### Work instructions
The data below is to be set down again exactly as written.

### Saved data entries
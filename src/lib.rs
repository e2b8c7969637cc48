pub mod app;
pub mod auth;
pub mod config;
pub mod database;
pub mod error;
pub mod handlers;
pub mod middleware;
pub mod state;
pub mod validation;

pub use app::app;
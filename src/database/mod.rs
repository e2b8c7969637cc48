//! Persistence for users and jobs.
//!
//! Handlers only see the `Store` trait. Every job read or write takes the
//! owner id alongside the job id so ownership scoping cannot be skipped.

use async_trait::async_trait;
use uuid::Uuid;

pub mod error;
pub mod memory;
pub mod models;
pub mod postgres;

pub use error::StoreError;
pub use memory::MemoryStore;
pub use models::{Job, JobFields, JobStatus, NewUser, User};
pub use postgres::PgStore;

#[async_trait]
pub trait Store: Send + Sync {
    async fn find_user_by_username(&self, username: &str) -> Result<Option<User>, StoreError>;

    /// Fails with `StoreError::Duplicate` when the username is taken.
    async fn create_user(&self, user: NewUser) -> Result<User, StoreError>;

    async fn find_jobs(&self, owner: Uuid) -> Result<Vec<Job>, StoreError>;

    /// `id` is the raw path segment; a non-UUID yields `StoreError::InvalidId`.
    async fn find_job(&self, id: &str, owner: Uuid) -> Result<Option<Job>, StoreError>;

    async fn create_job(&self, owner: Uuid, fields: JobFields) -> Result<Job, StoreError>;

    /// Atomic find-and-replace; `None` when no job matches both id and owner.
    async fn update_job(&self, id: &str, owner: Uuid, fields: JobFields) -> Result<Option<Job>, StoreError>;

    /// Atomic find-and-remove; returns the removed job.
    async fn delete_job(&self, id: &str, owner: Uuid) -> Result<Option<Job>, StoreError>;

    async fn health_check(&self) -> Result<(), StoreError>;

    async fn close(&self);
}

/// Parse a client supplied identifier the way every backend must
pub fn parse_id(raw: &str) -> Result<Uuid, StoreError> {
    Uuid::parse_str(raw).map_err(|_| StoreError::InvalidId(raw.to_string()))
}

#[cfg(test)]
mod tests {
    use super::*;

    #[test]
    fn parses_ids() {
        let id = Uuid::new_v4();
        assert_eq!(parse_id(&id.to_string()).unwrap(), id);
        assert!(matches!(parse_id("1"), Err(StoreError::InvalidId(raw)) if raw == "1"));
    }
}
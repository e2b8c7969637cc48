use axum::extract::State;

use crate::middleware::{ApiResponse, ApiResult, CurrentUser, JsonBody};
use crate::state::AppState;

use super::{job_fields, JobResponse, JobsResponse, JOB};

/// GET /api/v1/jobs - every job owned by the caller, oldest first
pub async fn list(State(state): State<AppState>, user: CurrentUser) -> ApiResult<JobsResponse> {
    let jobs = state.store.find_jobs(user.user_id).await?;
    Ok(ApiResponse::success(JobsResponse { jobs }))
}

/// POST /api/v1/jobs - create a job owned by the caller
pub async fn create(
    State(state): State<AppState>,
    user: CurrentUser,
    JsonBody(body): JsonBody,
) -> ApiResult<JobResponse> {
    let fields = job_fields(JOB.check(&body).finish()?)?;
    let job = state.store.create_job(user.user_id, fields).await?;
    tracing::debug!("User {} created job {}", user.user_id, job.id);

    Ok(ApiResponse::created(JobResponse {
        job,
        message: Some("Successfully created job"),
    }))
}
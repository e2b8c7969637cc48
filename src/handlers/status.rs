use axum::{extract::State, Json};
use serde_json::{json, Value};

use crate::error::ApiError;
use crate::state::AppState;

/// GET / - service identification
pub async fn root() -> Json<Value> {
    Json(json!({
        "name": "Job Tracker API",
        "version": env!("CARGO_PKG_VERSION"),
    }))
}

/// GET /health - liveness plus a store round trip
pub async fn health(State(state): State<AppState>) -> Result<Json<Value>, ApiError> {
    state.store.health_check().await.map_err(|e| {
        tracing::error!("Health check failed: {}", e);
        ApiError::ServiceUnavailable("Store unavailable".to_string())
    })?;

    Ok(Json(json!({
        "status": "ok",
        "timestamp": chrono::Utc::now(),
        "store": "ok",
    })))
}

### Output
filename src/lib.rs
repository e2b8c7969637cc48
pub mod app;
pub mod auth;
pub mod config;
pub mod database;
pub mod error;
pub mod handlers;
pub mod middleware;
pub mod state;
pub mod validation;

pub use app::app;
filename src/database/mod.rs
repository e2b8c7969637cc48
//! Persistence for users and jobs.
//!
//! Handlers only see the `Store` trait. Every job read or write takes the
//! owner id alongside the job id so ownership scoping cannot be skipped.

use async_trait::async_trait;
use uuid::Uuid;

pub mod error;
pub mod memory;
pub mod models;
pub mod postgres;

pub use error::StoreError;
pub use memory::MemoryStore;
pub use models::{Job, JobFields, JobStatus, NewUser, User};
pub use postgres::PgStore;

#[async_trait]
pub trait Store: Send + Sync {
    async fn find_user_by_username(&self, username: &str) -> Result<Option<User>, StoreError>;

    /// Fails with `StoreError::Duplicate` when the username is taken.
    async fn create_user(&self, user: NewUser) -> Result<User, StoreError>;

    async fn find_jobs(&self, owner: Uuid) -> Result<Vec<Job>, StoreError>;

    /// `id` is the raw path segment; a non-UUID yields `StoreError::InvalidId`.
    async fn find_job(&self, id: &str, owner: Uuid) -> Result<Option<Job>, StoreError>;

    async fn create_job(&self, owner: Uuid, fields: JobFields) -> Result<Job, StoreError>;

    /// Atomic find-and-replace; `None` when no job matches both id and owner.
    async fn update_job(&self, id: &str, owner: Uuid, fields: JobFields) -> Result<Option<Job>, StoreError>;

    /// Atomic find-and-remove; returns the removed job.
    async fn delete_job(&self, id: &str, owner: Uuid) -> Result<Option<Job>, StoreError>;

    async fn health_check(&self) -> Result<(), StoreError>;

    async fn close(&self);
}

/// Parse a client supplied identifier the way every backend must
pub fn parse_id(raw: &str) -> Result<Uuid, StoreError> {
    Uuid::parse_str(raw).map_err(|_| StoreError::InvalidId(raw.to_string()))
}

#[cfg(test)]
mod tests {
    use super::*;

    #[test]
    fn parses_ids() {
        let id = Uuid::new_v4();
        assert_eq!(parse_id(&id.to_string()).unwrap(), id);
        assert!(matches!(parse_id("1"), Err(StoreError::InvalidId(raw)) if raw == "1"));
    }
}
repository e2b8c7969637cc48
use axum::extract::State;

use crate::middleware::{ApiResponse, ApiResult, CurrentUser, JsonBody};
use crate::state::AppState;

use super::{job_fields, JobResponse, JobsResponse, JOB};

/// GET /api/v1/jobs - every job owned by the caller, oldest first
pub async fn list(State(state): State<AppState>, user: CurrentUser) -> ApiResult<JobsResponse> {
    let jobs = state.store.find_jobs(user.user_id).await?;
    Ok(ApiResponse::success(JobsResponse { jobs }))
}

/// POST /api/v1/jobs - create a job owned by the caller
pub async fn create(
    State(state): State<AppState>,
    user: CurrentUser,
    JsonBody(body): JsonBody,
) -> ApiResult<JobResponse> {
    let fields = job_fields(JOB.check(&body).finish()?)?;
    let job = state.store.create_job(user.user_id, fields).await?;
    tracing::debug!("User {} created job {}", user.user_id, job.id);

    Ok(ApiResponse::created(JobResponse {
        job,
        message: Some("Successfully created job"),
    }))
}
repository e2b8c7969637cc48
filename src/handlers/status.rs
use axum::{extract::State, Json};
use serde_json::{json, Value};

use crate::error::ApiError;
use crate::state::AppState;

/// GET / - service identification
pub async fn root() -> Json<Value> {
    Json(json!({
        "name": "Job Tracker API",
        "version": env!("CARGO_PKG_VERSION"),
    }))
}

/// GET /health - liveness plus a store round trip
pub async fn health(State(state): State<AppState>) -> Result<Json<Value>, ApiError> {
    state.store.health_check().await.map_err(|e| {
        tracing::error!("Health check failed: {}", e);
        ApiError::ServiceUnavailable("Store unavailable".to_string())
    })?;

    Ok(Json(json!({
        "status": "ok",
        "timestamp": chrono::Utc::now(),
        "store": "ok",
    })))
}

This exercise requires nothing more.